● **Work item**: Your task is to copy each line of the records that includes the string "else".
..........
//! Checking registration input and turning it into a stored account.

use crate::error::Error;
use crate::repo::{Account, AccountRepository, NewAccount};
use argon2::{
    password_hash::{rand_core::OsRng, PasswordHasher, SaltString},
    Argon2,
};
use serde::Serialize;
use serde_json::{Map, Value};
use std::collections::BTreeMap;

/// Longest email we'll accept. Matches the RFC 5321 path limit.
pub const EMAIL_MAX_LENGTH: usize = 254;

/// Longest password we'll accept.
pub const PASSWORD_MAX_LENGTH: usize = 128;

/// Field name for errors that aren't about any single field.
pub const NON_FIELD_ERRORS: &str = "non_field_errors";

/// Everything wrong with a submission, keyed by field name. Each field can
/// have several problems.
#[derive(Debug, Default, PartialEq, Eq, Serialize)]
#[serde(transparent)]
pub struct FieldErrors(BTreeMap<String, Vec<String>>);

impl FieldErrors {
    /// Errors for a body we couldn't treat as a set of fields at all.
    pub fn non_field(message: impl Into<String>) -> Self {
        let mut errors = Self::default();
        errors.add(NON_FIELD_ERRORS, message);
        errors
    }

    pub fn add(&mut self, field: &str, message: impl Into<String>) {
        self.0
            .entry(field.to_string())
            .or_default()
            .push(message.into());
    }

    pub fn is_empty(&self) -> bool {
        self.0.is_empty()
    }

    #[cfg(test)]
    pub fn get(&self, field: &str) -> Option<&[String]> {
        self.0.get(field).map(Vec::as_slice)
    }
}

/// A registration that has passed field validation. `password2` is dropped
/// as soon as it has been compared.
#[derive(PartialEq, Eq)]
pub struct Registration {
    pub email: String,
    pub password: String,
    pub password2: String,
}

impl std::fmt::Debug for Registration {
    fn fmt(&self, f: &mut std::fmt::Formatter<'_>) -> std::fmt::Result {
        f.debug_struct("Registration")
            .field("email", &self.email)
            .finish_non_exhaustive()
    }
}

impl Registration {
    /// Pull the registration fields out of an arbitrary JSON body, collecting
    /// every problem instead of stopping at the first.
    ///
    /// ## Errors
    ///
    /// `FieldErrors` if the body isn't an object, or if any field is missing,
    /// not a string, blank, too long, or (for `email`) not an email address.
    pub fn from_json(body: &Value) -> Result<Self, FieldErrors> {
        let fields = match body {
            Value::Object(fields) => fields,
            Value::Null => return Err(FieldErrors::non_field("No data provided")),
            other => {
                return Err(FieldErrors::non_field(format!(
                    "Invalid data. Expected a dictionary, but got {}.",
                    json_kind(other)
                )))
            }
        };

        let mut errors = FieldErrors::default();

        let email = string_field(fields, "email", Trim::Yes, EMAIL_MAX_LENGTH, &mut errors);
        if let Some(email) = email {
            if !is_valid_email(email) {
                errors.add("email", "Enter a valid email address.");
            }
        }

        let password = string_field(fields, "password", Trim::No, PASSWORD_MAX_LENGTH, &mut errors);
        let password2 =
            string_field(fields, "password2", Trim::No, PASSWORD_MAX_LENGTH, &mut errors);

        match (email, password, password2) {
            (Some(email), Some(password), Some(password2)) if errors.is_empty() => Ok(Self {
                email: email.to_string(),
                password: password.to_string(),
                password2: password2.to_string(),
            }),
            _ => Err(errors),
        }
    }
}

/// Whether surrounding whitespace is part of a field's value.
#[derive(Clone, Copy)]
enum Trim {
    Yes,
    No,
}

/// A required, non-blank string field. With `Trim::Yes` the length limit
/// applies to the trimmed value, and that's what comes back.
fn string_field<'a>(
    fields: &'a Map<String, Value>,
    name: &str,
    trim: Trim,
    max_length: usize,
    errors: &mut FieldErrors,
) -> Option<&'a str> {
    let value = match fields.get(name) {
        None => {
            errors.add(name, "This field is required.");
            return None;
        }
        Some(Value::Null) => {
            errors.add(name, "This field may not be null.");
            return None;
        }
        Some(Value::String(value)) => match trim {
            Trim::Yes => value.trim(),
            Trim::No => value.as_str(),
        },
        Some(_) => {
            errors.add(name, "Not a valid string.");
            return None;
        }
    };

    if value.trim().is_empty() {
        errors.add(name, "This field may not be blank.");
        None
    } else if value.chars().count() > max_length {
        errors.add(
            name,
            format!("Ensure this field has no more than {max_length} characters."),
        );
        None
    } else {
        Some(value)
    }
}

fn json_kind(value: &Value) -> &'static str {
    match value {
        Value::Null => "null",
        Value::Bool(_) => "bool",
        Value::Number(_) => "number",
        Value::String(_) => "str",
        Value::Array(_) => "list",
        Value::Object(_) => "dict",
    }
}

/// Characters allowed in the local part of an address, besides ASCII
/// letters, digits, and dots between atoms.
const LOCAL_PART_SPECIALS: &str = "!#$%&'*+/=?^_`{|}~-";

/// Whether `email` looks like a deliverable address: a dot-atom local part,
/// an `@`, and either `localhost` or a dotted domain with a top-level label
/// of at least two characters.
pub fn is_valid_email(email: &str) -> bool {
    let Some((local, domain)) = email.rsplit_once('@') else {
        return false;
    };

    let local_ok = !local.is_empty()
        && local.split('.').all(|atom| {
            !atom.is_empty()
                && atom
                    .chars()
                    .all(|c| c.is_ascii_alphanumeric() || LOCAL_PART_SPECIALS.contains(c))
        });

    local_ok && (domain.eq_ignore_ascii_case("localhost") || is_valid_domain(domain))
}

fn is_valid_domain(domain: &str) -> bool {
    let labels: Vec<&str> = domain.split('.').collect();
    let Some((tld, rest)) = labels.split_last() else {
        return false;
    };

    let label_ok = |label: &&str| {
        (1..=63).contains(&label.len())
            && label
                .chars()
                .all(|c| c.is_ascii_alphanumeric() || c == '-')
            && !label.starts_with('-')
            && !label.ends_with('-')
    };

    !rest.is_empty()
        && rest.iter().all(label_ok)
        && label_ok(tld)
        && tld.len() >= 2
        && !tld.chars().all(|c| c.is_ascii_digit())
}

/// Validate a registration body and, if everything checks out, store the new
/// account.
///
/// Checks happen in a fixed order so the same input always reports the same
/// problem: field validation, then email uniqueness, then password
/// confirmation.
///
/// ## Errors
///
/// - `Error::Fields` if field validation fails
/// - `Error::Validation` if the email is taken (including losing an insert
///   race) or the passwords don't match
/// - `Error::Internal` if the store or the password hasher fails
pub async fn validate_and_create(
    repo: &dyn AccountRepository,
    body: &Value,
) -> Result<Account, Error> {
    let registration = Registration::from_json(body)?;

    if repo.exists(&registration.email).await? {
        return Err(Error::duplicate_email());
    }

    if registration.password != registration.password2 {
        return Err(Error::password_mismatch());
    }

    let password_hash = hash_password(&registration.password)?;

    let account = repo
        .insert(NewAccount {
            email: registration.email,
            password_hash,
        })
        .await?;

    tracing::info!(email = %account.email, "registered new account");

    Ok(account)
}

/// Hash a password with argon2 and a fresh random salt.
pub fn hash_password(password: &str) -> Result<String, Error> {
    let salt = SaltString::generate(&mut OsRng);

    Ok(Argon2::default()
        .hash_password(password.as_bytes(), &salt)?
        .to_string())
}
..........
● **Response for this exercise**:
    } else if value.chars().count() > max_length {
    } else {
    let Some((local, domain)) = email.rsplit_once('@') else {
    let Some((tld, rest)) = labels.split_last() else {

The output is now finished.